Punishment and Crime by Gary Kleck download in iPad, ePub, pdf
The physical image of crime as crossing over a barrier or a boundary is lost in translation, as is the religious implication of transgression. The dream occurs after Rodion crosses a bridge leading out of the oppressive heat and dust of Petersburg and into the fresh greenness of the islands. He even becomes fascinated with the majestic image of a Napoleonic personality who, in the interests of a higher social good, believes that he possesses a moral right to kill.
The dream is also a warning, foreshadowing an impending murder and holds several comparisons to his murder of the pawnbroker. Chernyshevsky's utilitarian ethic proposed that thought and will in Man were subject to the laws of physical science. Dostoevsky connects the city's problems to Raskolnikov's thoughts and subsequent actions. This narrative technique, which fuses the narrator very closely with the consciousness and point of view of the central characters, was original for its period.
His reaction is pivotal, provoking his first taking of life toward the rationalization of himself as above greater society. For example, the great storm in Shakespeare's King Lear reflects the state of the titular character's mind, much like the chaos, disorder and noise of St. Place and walked slowly, as though in hesitation, towards K. It is crowded, stifling, and parched.

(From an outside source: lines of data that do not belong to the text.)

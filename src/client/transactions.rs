//! Ledger features of the client: listing, recording, settling and exporting.

use super::RoommateApp;
use crate::{
    cache::keys,
    core::{
        report, room,
        transaction::{self, NewTransaction, TransactionWithParties},
    },
    entities::transaction as transaction_entity,
    errors::{Error, Result},
    notifications::{self, PushNotifier},
    realtime::{ChangeEvent, ChangeKind, Table},
};
use tracing::error;

impl<N: PushNotifier> RoommateApp<N> {
    /// Transactions of a room from the last successful fetch.
    pub async fn cached_transactions(&self, room_id: &str) -> Vec<TransactionWithParties> {
        self.cache
            .get(&keys::transactions(room_id))
            .await
            .unwrap_or_default()
    }

    /// Transactions of a room, newest first, refreshed from the backend.
    ///
    /// Falls back to the cached list when the fetch fails; empty when signed out or
    /// not a member of the room.
    pub async fn transactions(&self, room_id: &str) -> Vec<TransactionWithParties> {
        let Some(user) = self.current_user().await else {
            return Vec::new();
        };

        let fetched = match room::is_member(self.db(), room_id, &user.id).await {
            Ok(false) => return Vec::new(),
            Ok(true) => transaction::get_transactions_with_parties(self.db(), room_id).await,
            Err(e) => Err(e),
        };
        match fetched {
            Ok(entries) => {
                self.cache
                    .set(&keys::transactions(room_id), &entries, true)
                    .await;
                entries
            }
            Err(e) => {
                error!("Error fetching transactions: {}", e);
                self.cached_transactions(room_id).await
            }
        }
    }

    /// Records a transaction from the signed-in user and notifies the counterparty.
    ///
    /// A failed notification is logged; the transaction still counts as recorded.
    pub async fn add_transaction(
        &self,
        room_id: &str,
        input: NewTransaction,
    ) -> Result<transaction_entity::Model> {
        let user = self.require_user().await?;
        let created = transaction::create_transaction(self.db(), room_id, &user.id, input).await?;

        self.feed.publish(ChangeEvent::new(
            Table::Transactions,
            ChangeKind::Insert,
            Some(created.room_id.clone()),
            created.id.as_str(),
        ));
        notifications::notify_transaction(
            self.db(),
            &self.notifier,
            &self.notification_settings,
            &user.name,
            &created,
        )
        .await;
        self.transactions(room_id).await;
        Ok(created)
    }

    /// Settles one transaction of a room the signed-in user belongs to.
    pub async fn mark_as_paid(&self, transaction_id: &str) -> Result<transaction_entity::Model> {
        let user = self.require_user().await?;
        let settled = transaction::mark_as_paid(self.db(), transaction_id, &user.id).await?;

        self.feed.publish(ChangeEvent::new(
            Table::Transactions,
            ChangeKind::Update,
            Some(settled.room_id.clone()),
            settled.id.as_str(),
        ));
        self.transactions(&settled.room_id).await;
        Ok(settled)
    }

    /// Settles every pending transaction of the signed-in user in a room, optionally
    /// only those with `counterparty`.
    pub async fn settle_all(
        &self,
        room_id: &str,
        counterparty: Option<&str>,
    ) -> Result<Vec<transaction_entity::Model>> {
        let user = self.require_user().await?;
        let settled = transaction::settle_all(self.db(), room_id, &user.id, counterparty).await?;

        for row in &settled {
            self.feed.publish(ChangeEvent::new(
                Table::Transactions,
                ChangeKind::Update,
                Some(row.room_id.clone()),
                row.id.as_str(),
            ));
        }
        self.transactions(room_id).await;
        Ok(settled)
    }

    /// CSV export of a room's ledger and a suggested file name.
    pub async fn export_transactions(&self, room_id: &str) -> Result<(String, String)> {
        let user = self.require_user().await?;
        if !room::is_member(self.db(), room_id, &user.id).await? {
            return Err(Error::NotAMember {
                room_id: room_id.to_string(),
                user_id: user.id,
            });
        }
        let csv = report::export_transactions_csv(self.db(), room_id).await?;
        Ok((report::export_file_name(), csv))
    }
}
/// Database connection and table creation for the backend and local stores
pub mod database;

/// Application settings loaded from config.toml
pub mod settings;

pub use settings::{AppConfig, AuthSettings, NotificationSettings, load_config, load_default_config};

He uses Raskolnikov's encounter with Marmeladov to contrast the heartlessness of Raskolnikov's convictions with a Christian approach to poverty and wretchedness. Therefore, in order for Raskolnikov to find redemption, he must ultimately renounce his theory. Marmeladov's disintegrating mind is reflected in her language.
Marmeladov's daughter, morally chaste and devout Sonya, must earn a living as a prostitute for their impoverished family, the result of his alcoholism. Dimitri Pisarev ridiculed the notion that Raskolnikov's ideas could be identified with those of the radicals of the time. The dream is later mentioned when Raskolnikov talks to Marmeladov. This symbolizes a corresponding mental crossing, suggesting that Raskolnikov is returning to a state of clarity when he has the dream. Petersburg reflects the state of Raskolnikov's mind.